One good turn for another.

Toret remembered the sharp thrust of thin metal at both his sides, as the half-blood's blades jammed up into his chest cavity. He felt and heard the snap of his own ribs, as both weapons were wrenched downward and the right one broke off inside his body.

"One good turn for another," Toret whispered.

"What was that?" Chane asked. He was grinding something with a mortar and pestle.

"Nothing," Toret answered. "Let's finish this. We have more preparations to make."

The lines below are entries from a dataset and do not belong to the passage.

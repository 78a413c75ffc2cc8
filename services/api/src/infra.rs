use dpr_studio::datasets::{DatasetImportError, DatasetOverrides, Language, ReferenceData};
use metrics_exporter_prometheus::PrometheusHandle;
use std::sync::atomic::AtomicBool;
use std::sync::Arc;
use tracing::info;

#[derive(Clone)]
pub(crate) struct AppState {
    pub(crate) readiness: Arc<AtomicBool>,
    pub(crate) metrics: Arc<PrometheusHandle>,
    pub(crate) data: Arc<ReferenceData>,
}

/// Built-in datasets with any configured CSV slices swapped in.
pub(crate) fn load_reference_data(
    overrides: &DatasetOverrides,
) -> Result<ReferenceData, DatasetImportError> {
    let data = overrides.apply(ReferenceData::standard())?;
    if !overrides.is_empty() {
        info!(
            periods = data.cashflow_timeline.len(),
            sensitivity_cells = data.sensitivity_matrix.len(),
            supply_nodes = data.supply_nodes.len(),
            "applied dataset overrides"
        );
    }
    Ok(data)
}

pub(crate) fn parse_language(raw: &str) -> Result<Language, String> {
    Language::parse(raw)
        .ok_or_else(|| format!("unsupported language '{raw}' (expected english or telugu)"))
}

pub(crate) fn parse_readiness(raw: &str) -> Result<f64, String> {
    let value: f64 = raw
        .trim()
        .parse()
        .map_err(|err| format!("failed to parse '{raw}' as a number ({err})"))?;
    if (0.0..=1.0).contains(&value) {
        Ok(value)
    } else {
        Err(format!("readiness must lie between 0 and 1, got {value}"))
    }
}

After Sapphire's departure, Toret had explained to him the nature of these people for which the raven now searched. Chane listened carefully to every word. Toret tried to impress upon him the dhampir's strength, the dog's savage nature, and the cunning of this half-blood with his hidden blades.

The cellar was as wide and almost as long as the house above it. To one side were stone steps leading up, and the opposite supported the weapons rack for training. Beside this, they'd removed masonry and excavated a passage directly into the city's sewers. At the cellar's back wall behind him was the door to Chane's private room. Toret's tall servant preferred this lower, dark and dank quarters to either of the free rooms on the second floor.